Business Insider ha anche citato Dominic Frisby, un scrittore finanziario, che ha scritto su Substack di aver chiesto a un chatbot IA consigli sulle relazioni e di aver trovato la risposta più utile di qualsiasi cosa un amico umano avesse offerto.
Ora c'è un prodotto commerciale costruito su questo esatto impulso. Moot, un'app lanciata all'inizio di quest'anno, consente agli utenti di sottoporre decisioni di vita a un panel di cinque persone IA chiamate Il Generale, Il Saggio, Lo Scettico, Il Diplomatico e L'Architetto. Le persone discutono la questione tra di loro e poi votano, producendo una raccomandazione.
Secondo le inserzioni dell'app sull'Apple App Store e su Google Play, è progettata per persone che si sentono bloccate su scelte quotidiane, da cambi di carriera a domande relazionali. Le affermazioni dell'app sulla sua efficacia provengono dalla stessa azienda e non sono state valutate in modo indipendente.
Cornelia C. Walther, una ricercatrice senior all'Iniziativa di IA e Analisi di Wharton, ha detto a Business Insider che la servilità dell'IA, la tendenza dei chatbot ad essere d'accordo con gli utenti piuttosto che sfidarli, sta aggravando il problema. Quando un chatbot convalida ogni istinto che un utente porta a lui, il ciclo di feedback che normalmente costringerebbe a una rivalutazione scompare.
Walther, che ricerca applicazioni di IA pro-sociali, ha descritto un modello coerente con un più ampio disagio pubblico riguardo agli effetti sociali dell'IA.
Ricerche separate supportano la preoccupazione. Anat Perry, una Helen Putnam Fellow all'Istituto Radcliffe di Harvard e professoressa associata di psicologia all'Università Ebraica di Gerusalemme, ha co-autore di un articolo su Science che esamina come le risposte servili dell'IA erodano la capacità degli utenti di calibrare il proprio giudizio. L'articolo ha trovato che quando i sistemi di IA affermano costantemente la posizione di un utente, la capacità di valutazione indipendente dell'utente degrada nel tempo.
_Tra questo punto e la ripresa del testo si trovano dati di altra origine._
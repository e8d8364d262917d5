//! Continuous monitoring: runs the coordinator and prints sensor states
//! after every cycle until interrupted.

use chrono::{DateTime, Local, Utc};
use serde::Serialize;
use tracing::info;

use noip_core::sensor::STATE_DISCONNECTED;
use noip_core::{
    Coordinator, CoordinatorState, HostSensor, NoIpClient, SensorPlatform, SensorState,
};

use crate::cli::{GlobalOpts, OutputFormat, WatchArgs};
use crate::config;
use crate::error::CliError;
use crate::output;

/// What gets printed after each cycle.
#[derive(Serialize)]
struct CycleReport {
    at: DateTime<Utc>,
    last_refresh: Option<DateTime<Utc>>,
    available: bool,
    sensors: Vec<SensorState>,
}

struct Printer {
    format: OutputFormat,
    color: bool,
    quiet: bool,
}

impl Printer {
    fn announce(&self, added: &[HostSensor]) {
        if self.quiet || self.format != OutputFormat::Table {
            return;
        }
        for sensor in added {
            eprintln!("+ sensor {} ({})", sensor.hostname(), sensor.unique_id());
        }
    }

    fn report(&self, report: &CycleReport) -> Result<(), CliError> {
        let out = match self.format {
            OutputFormat::Table | OutputFormat::Plain => self.text(report),
            // One document per cycle, so the stream stays line-oriented.
            OutputFormat::Json | OutputFormat::JsonCompact => serde_json::to_string(report)?,
            OutputFormat::Yaml => format!("---\n{}", serde_yaml::to_string(report)?),
        };
        output::print_output(&out, self.quiet);
        Ok(())
    }

    fn text(&self, report: &CycleReport) -> String {
        use std::fmt::Write;

        let mut out = String::new();
        let stamp = report.at.with_timezone(&Local).format("%H:%M:%S").to_string();
        let _ = write!(out, "{}", output::dim(&format!("[{stamp}]"), self.color));
        if !report.available {
            let _ = write!(out, " update failed; showing previous data");
        }
        if report.sensors.is_empty() {
            let _ = write!(out, " no hosts");
        }
        for state in &report.sensors {
            let connected = state.value != STATE_DISCONNECTED;
            let _ = write!(
                out,
                "\n  {:<32} {}",
                state.name,
                output::paint_value(&state.value, connected, self.color)
            );
            if let Some(error) = state.attributes.as_ref().and_then(|a| a.error.as_deref()) {
                let _ = write!(out, " {}", output::dim(&format!("({error})"), self.color));
            }
        }
        out
    }
}

// ── Handler ─────────────────────────────────────────────────────────

pub async fn handle(args: WatchArgs, global: &GlobalOpts) -> Result<(), CliError> {
    let cfg = config::load(global)?;
    let monitor = config::monitor_config(global, &cfg)?;
    let printer = Printer {
        format: config::output_format(global, &cfg),
        color: output::should_color(config::color_mode(global, &cfg)),
        quiet: global.quiet,
    };

    let coordinator =
        config::coordinator(global, &monitor, args.hostnames.as_deref(), args.interval);
    if coordinator.refresh_interval().is_zero() {
        return Err(CliError::Validation {
            field: "interval".into(),
            reason: "must be greater than zero".into(),
        });
    }

    // Setup fails outright if the first cycle does.
    if let Err(e) = coordinator.first_refresh().await {
        coordinator.shutdown().await;
        return Err(e.into());
    }

    let mut platform = SensorPlatform::new(
        coordinator.clone(),
        &monitor.entry_id,
        &monitor.credentials.username,
    );
    printer.announce(platform.sensors());
    printer.report(&cycle_report(&platform))?;

    let result = follow(&coordinator, &mut platform, &printer).await;
    coordinator.shutdown().await;
    result
}

/// Print after every completed cycle until Ctrl-C or shutdown.
async fn follow(
    coordinator: &Coordinator,
    platform: &mut SensorPlatform<NoIpClient>,
    printer: &Printer,
) -> Result<(), CliError> {
    let mut states = coordinator.state_changes();
    states.mark_unchanged();
    coordinator.start().await;
    info!(
        interval = %humantime::format_duration(coordinator.refresh_interval()),
        "watching; press Ctrl-C to stop"
    );

    loop {
        tokio::select! {
            _ = tokio::signal::ctrl_c() => return Ok(()),
            changed = states.changed() => {
                if changed.is_err() {
                    return Ok(());
                }
                let state = *states.borrow_and_update();
                match state {
                    CoordinatorState::Idle => {
                        let added = platform.sync(&coordinator.snapshot());
                        printer.announce(&added);
                        printer.report(&cycle_report(platform))?;
                    }
                    CoordinatorState::Refreshing => {}
                    CoordinatorState::Stopped => return Ok(()),
                }
            }
        }
    }
}

fn cycle_report(platform: &SensorPlatform<NoIpClient>) -> CycleReport {
    let coordinator = platform.coordinator();
    CycleReport {
        at: Utc::now(),
        last_refresh: coordinator.last_refresh(),
        available: coordinator.last_update_success(),
        sensors: platform.render_all(),
    }
}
Joanna Stern, analista tecnologica capo di NBC e autrice di “I Am Not a Robot: My Year Using AI to Do (Almost) Everything,” ha documentato l'insinuarsi della dipendenza dall'IA nella vita quotidiana. Le sue indagini hanno mostrato come gli utenti iniziano con domande a basso rischio, come cosa cucinare per cena o cosa indossare, e gradualmente passano a decisioni importanti riguardo a carriere, finanze e relazioni. La traiettoria dalla comodità alla dipendenza è difficile da invertire una volta stabilita.
Il quadro dello studio di Wharton del surrender cognitivo come rischio strutturale, non solo come cattiva abitudine, è importante perché sposta la conversazione dalla disciplina individuale alla progettazione del sistema. Se gli strumenti di IA sono progettati per essere massimamente concordi e privi di attriti, il surrender cognitivo descritto da Shaw e Nave non è un fallimento della forza di volontà, ma un risultato prevedibile dell'architettura del prodotto.
Il rapporto sull'AI Index 2026 di Stanford ha trovato un divario crescente tra l'ansia pubblica riguardo all'IA e l'ottimismo degli esperti, suggerendo che gli utenti comuni percepiscono qualcosa che i costruttori di questi sistemi hanno impiegato più tempo a riconoscere. La domanda è se l'industria tratterà il surrender cognitivo come un difetto di progettazione da correggere o come una metrica di coinvolgimento da ottimizzare.
La raccomandazione di Shaw e Nave è semplice: i sistemi di IA dovrebbero essere progettati per incoraggiare gli utenti a pensare, non per pensare al loro posto. Se quella raccomandazione sopravvive al contatto con le strutture di incentivo dell'IA per i consumatori, dove la facilità d'uso e la retention sono le metriche che contano, è un'altra questione del tutto diversa.